As part of its cornerstone agreement, AustralianSuper has subscribed for $75M in the Placement. Firm commitments for an aggregate of up to $142M have been received from existing shareholders - Wroxby $110M, Ryder Capital Limited & Ryder Capital Management Pty Ltd $28.5M and Sandon $3.5M[7] . The Placement is subject to shareholder approval (including for Wroxby for the purposes of Listing Rule 10.11), and these commitments may be scaled back as agreed between the Company and the Underwriter.
Ryan Stokes, CEO of Wroxby’s parent company, Australian Capital Equity Pty Ltd (ACE), commented: “ The ACE Group is pleased to make a substantial commitment of approximately $100M for New Shares, to support the Mardie Project. We are excited to see the Project reach this important milestone and recognise the work of the BCI team and Board. We believe that Mardie is a world class salt project which will create substantial value for BCI shareholders, the local community, and the State of Western Australia over many decades.
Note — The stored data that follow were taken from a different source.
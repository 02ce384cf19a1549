//! The durable ledger of in-flight forwards.
//!
//! A circuit pairs the incoming HTLC on one link with the outgoing HTLC
//! on another.  Every circuit is written durably before the outgoing add
//! goes to the wire, and its terminal resolution is written before the
//! backward settle or fail is delivered, so a restart replays each
//! forward to exactly one outcome.

use core::fmt;

use serde_derive::{Deserialize, Serialize};
use serde_with::{hex::Hex, serde_as, Bytes, IfIsHumanReadable};
use log::*;

use crate::channel::{ChannelId, PaymentHash, ResolutionResult};
use crate::persist::{Error, Persist};
use crate::prelude::*;

/// Identifies one HTLC on one channel
#[derive(Copy, Clone, Debug, PartialEq, Eq, PartialOrd, Ord, Hash, Serialize, Deserialize)]
pub struct CircuitKey {
    /// The channel
    pub channel_id: ChannelId,
    /// The offerer-assigned HTLC id on that channel
    pub htlc_id: u64,
}

impl fmt::Display for CircuitKey {
    fn fmt(&self, f: &mut fmt::Formatter) -> fmt::Result {
        write!(f, "{}:{}", self.channel_id, self.htlc_id)
    }
}

/// A single in-flight forward
#[serde_as]
#[derive(Clone, Debug, PartialEq, Serialize, Deserialize)]
pub struct CircuitEntry {
    /// The incoming HTLC, the circuit's identity
    pub incoming: CircuitKey,
    /// The outgoing HTLC, recorded once its id is assigned
    pub outgoing: Option<CircuitKey>,
    /// Payment hash of both legs
    pub payment_hash: PaymentHash,
    /// Amount of the incoming HTLC
    pub incoming_amount_msat: u64,
    /// Amount of the outgoing HTLC, the difference is the fee
    pub outgoing_amount_msat: u64,
    /// Key for obfuscating failure reasons relayed backward over this hop
    #[serde_as(as = "IfIsHumanReadable<Hex, Bytes>")]
    pub obfuscation_key: [u8; 32],
    /// Terminal outcome of the outgoing leg, recorded before the backward
    /// message is delivered
    pub resolution: Option<ResolutionResult>,
}

/// Result of an open attempt
#[derive(Debug, PartialEq)]
pub enum OpenOutcome {
    /// The circuit was created and is durable
    Opened,
    /// The circuit already existed, a retransmission
    Duplicate,
}

#[derive(Default)]
struct CircuitMapInner {
    circuits: OrderedMap<CircuitKey, CircuitEntry>,
    // outgoing key to incoming key
    index: Map<CircuitKey, CircuitKey>,
    // closed circuits are never reopened
    closed: OrderedSet<CircuitKey>,
}

/// The in-memory circuit index over durable storage.
///
/// The lock is held across the persister write on open, so two
/// concurrent opens of the same key serialize and exactly one creates
/// the circuit.
pub struct CircuitMap {
    inner: Mutex<CircuitMapInner>,
    persister: Arc<dyn Persist>,
}

impl CircuitMap {
    /// Load the map from durable storage
    pub fn restore(persister: Arc<dyn Persist>) -> Result<Self, Error> {
        let mut inner = CircuitMapInner::default();
        for (key, entry) in persister.get_circuits()? {
            if let Some(outgoing) = entry.outgoing {
                inner.index.insert(outgoing, key);
            }
            inner.circuits.insert(key, entry);
        }
        info!("restored {} in-flight circuits", inner.circuits.len());
        Ok(CircuitMap { inner: Mutex::new(inner), persister })
    }

    fn lock(&self) -> MutexGuard<'_, CircuitMapInner> {
        self.inner.lock().expect("circuit map poisoned")
    }

    /// Open a circuit for an incoming HTLC.
    ///
    /// Durable when this returns `Opened`.  Opening an existing circuit
    /// is an idempotent `Duplicate`; opening a closed one is an error.
    pub fn open_circuit(&self, entry: CircuitEntry) -> Result<OpenOutcome, Error> {
        let key = entry.incoming;
        let mut inner = self.lock();
        if inner.closed.contains(&key) {
            return Err(Error::AlreadyExists(format!("circuit {} was closed", key)));
        }
        if inner.circuits.contains_key(&key) {
            return Ok(OpenOutcome::Duplicate);
        }
        self.persister.open_circuit(&key, &entry)?;
        if let Some(outgoing) = entry.outgoing {
            inner.index.insert(outgoing, key);
        }
        inner.circuits.insert(key, entry);
        debug!("opened circuit {}", key);
        Ok(OpenOutcome::Opened)
    }

    /// Record the outgoing leg once the downstream link assigned an id
    pub fn set_outgoing(&self, incoming: &CircuitKey, outgoing: CircuitKey) -> Result<(), Error> {
        let mut inner = self.lock();
        let entry = inner
            .circuits
            .get_mut(incoming)
            .ok_or_else(|| Error::NotFound(format!("circuit {}", incoming)))?;
        entry.outgoing = Some(outgoing);
        let entry = entry.clone();
        self.persister.update_circuit(incoming, &entry)?;
        inner.index.insert(outgoing, *incoming);
        Ok(())
    }

    /// Record the terminal outcome of a circuit, durably, returning the
    /// updated entry for backward delivery
    pub fn record_resolution(
        &self,
        incoming: &CircuitKey,
        resolution: ResolutionResult,
    ) -> Result<CircuitEntry, Error> {
        let mut inner = self.lock();
        let entry = inner
            .circuits
            .get_mut(incoming)
            .ok_or_else(|| Error::NotFound(format!("circuit {}", incoming)))?;
        entry.resolution = Some(resolution);
        let entry = entry.clone();
        self.persister.update_circuit(incoming, &entry)?;
        Ok(entry)
    }

    /// Remove a fully resolved circuit.
    ///
    /// Called when the incoming leg's settle or fail is finalized by a
    /// revocation; a closed key can never be opened again.
    pub fn close_circuit(&self, incoming: &CircuitKey) -> Result<(), Error> {
        let mut inner = self.lock();
        let entry = inner
            .circuits
            .remove(incoming)
            .ok_or_else(|| Error::NotFound(format!("circuit {}", incoming)))?;
        if let Some(outgoing) = entry.outgoing {
            inner.index.remove(&outgoing);
        }
        inner.closed.insert(*incoming);
        self.persister.remove_circuit(incoming)?;
        debug!("closed circuit {}", incoming);
        Ok(())
    }

    /// True if this incoming key already ran to completion
    pub fn is_closed(&self, incoming: &CircuitKey) -> bool {
        self.lock().closed.contains(incoming)
    }

    /// Look up a circuit by its incoming key
    pub fn get(&self, incoming: &CircuitKey) -> Option<CircuitEntry> {
        self.lock().circuits.get(incoming).cloned()
    }

    /// Look up the incoming key for an outgoing leg
    pub fn lookup_incoming(&self, outgoing: &CircuitKey) -> Option<CircuitKey> {
        self.lock().index.get(outgoing).copied()
    }

    /// Circuits whose outgoing resolution was recorded but whose incoming
    /// leg is not yet finalized, the restart replay set
    pub fn unresolved_backward(&self) -> Vec<CircuitEntry> {
        self.lock()
            .circuits
            .values()
            .filter(|e| e.resolution.is_some())
            .cloned()
            .collect()
    }

    /// Keys of circuits with no recorded resolution yet
    pub fn open_keys(&self) -> Vec<CircuitKey> {
        self.lock()
            .circuits
            .values()
            .filter(|e| e.resolution.is_none())
            .map(|e| e.incoming)
            .collect()
    }

    /// Number of in-flight circuits
    pub fn pending_count(&self) -> usize {
        self.lock().circuits.len()
    }
}

#[cfg(test)]
mod tests {
    use super::*;
    use crate::util::test_utils::*;

    fn entry(chan: u8, id: u64) -> CircuitEntry {
        CircuitEntry {
            incoming: CircuitKey { channel_id: test_channel_id(chan), htlc_id: id },
            outgoing: None,
            payment_hash: test_payment_hash(9),
            incoming_amount_msat: 1_000_000,
            outgoing_amount_msat: 999_000,
            obfuscation_key: [3; 32],
            resolution: None,
        }
    }

    #[test]
    fn open_is_idempotent_test() {
        let map = CircuitMap::restore(Arc::new(MemoryPersister::new())).unwrap();
        assert_eq!(map.open_circuit(entry(1, 0)).unwrap(), OpenOutcome::Opened);
        assert_eq!(map.open_circuit(entry(1, 0)).unwrap(), OpenOutcome::Duplicate);
        assert_eq!(map.pending_count(), 1);
    }

    #[test]
    fn closed_circuit_never_reopens_test() {
        let map = CircuitMap::restore(Arc::new(MemoryPersister::new())).unwrap();
        let e = entry(1, 0);
        let key = e.incoming;
        map.open_circuit(e.clone()).unwrap();
        assert!(!map.is_closed(&key));
        map.close_circuit(&key).unwrap();
        assert!(map.is_closed(&key));
        assert!(matches!(map.open_circuit(e).unwrap_err(), Error::AlreadyExists(_)));
    }

    #[test]
    fn concurrent_duplicate_open_test() {
        let map = Arc::new(CircuitMap::restore(Arc::new(MemoryPersister::new())).unwrap());
        let mut handles = Vec::new();
        for _ in 0..8 {
            let map = Arc::clone(&map);
            handles.push(std::thread::spawn(move || map.open_circuit(entry(1, 0)).unwrap()));
        }
        let outcomes: Vec<_> = handles.into_iter().map(|h| h.join().unwrap()).collect();
        let opened = outcomes.iter().filter(|o| **o == OpenOutcome::Opened).count();
        assert_eq!(opened, 1);
        assert_eq!(map.pending_count(), 1);
    }

    #[test]
    fn resolution_recorded_before_delivery_test() {
        let persister = Arc::new(MemoryPersister::new());
        let map = CircuitMap::restore(persister.clone() as Arc<dyn crate::persist::Persist>).unwrap();
        let e = entry(1, 0);
        let outgoing = CircuitKey { channel_id: test_channel_id(2), htlc_id: 7 };
        map.open_circuit(e.clone()).unwrap();
        map.set_outgoing(&e.incoming, outgoing).unwrap();
        assert_eq!(map.lookup_incoming(&outgoing), Some(e.incoming));
        let updated = map
            .record_resolution(&e.incoming, ResolutionResult::Failed { reason: vec![1, 2] })
            .unwrap();
        assert!(updated.resolution.is_some());
        assert!(map.open_keys().is_empty());

        // a restart sees the recorded resolution
        let restored = CircuitMap::restore(persister).unwrap();
        assert_eq!(restored.unresolved_backward().len(), 1);
    }

    #[test]
    fn restore_rebuilds_outgoing_index_test() {
        let persister = Arc::new(MemoryPersister::new());
        let map = CircuitMap::restore(persister.clone() as Arc<dyn crate::persist::Persist>).unwrap();
        let e = entry(1, 3);
        let outgoing = CircuitKey { channel_id: test_channel_id(2), htlc_id: 11 };
        map.open_circuit(e.clone()).unwrap();
        map.set_outgoing(&e.incoming, outgoing).unwrap();

        let restored = CircuitMap::restore(persister).unwrap();
        assert_eq!(restored.lookup_incoming(&outgoing), Some(e.incoming));
    }
}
We are attracted by the sustainable, renewable nature of solar salt, the Project’s long life, and its scale - Mardie will be one of the largest solar salt projects in the world. ”
Peter Constable, Executive Director of Ryder Capital added: “ The Mardie Project is a significant development offering BCI shareholders ownership in a unique, sustainable and attractive long duration asset. We are pleased to continue to support the Project and the BCI Board and management team by way of our commitment to invest a further approximately $28.5M.”
7 The commitments are conditional upon the underwriting agreement being in place. Refer to summary of the key terms of the underwriting agreement in the corporate presentation titled ‘$360M Capital Raising to Drive Development’ released on the same date as this announcement.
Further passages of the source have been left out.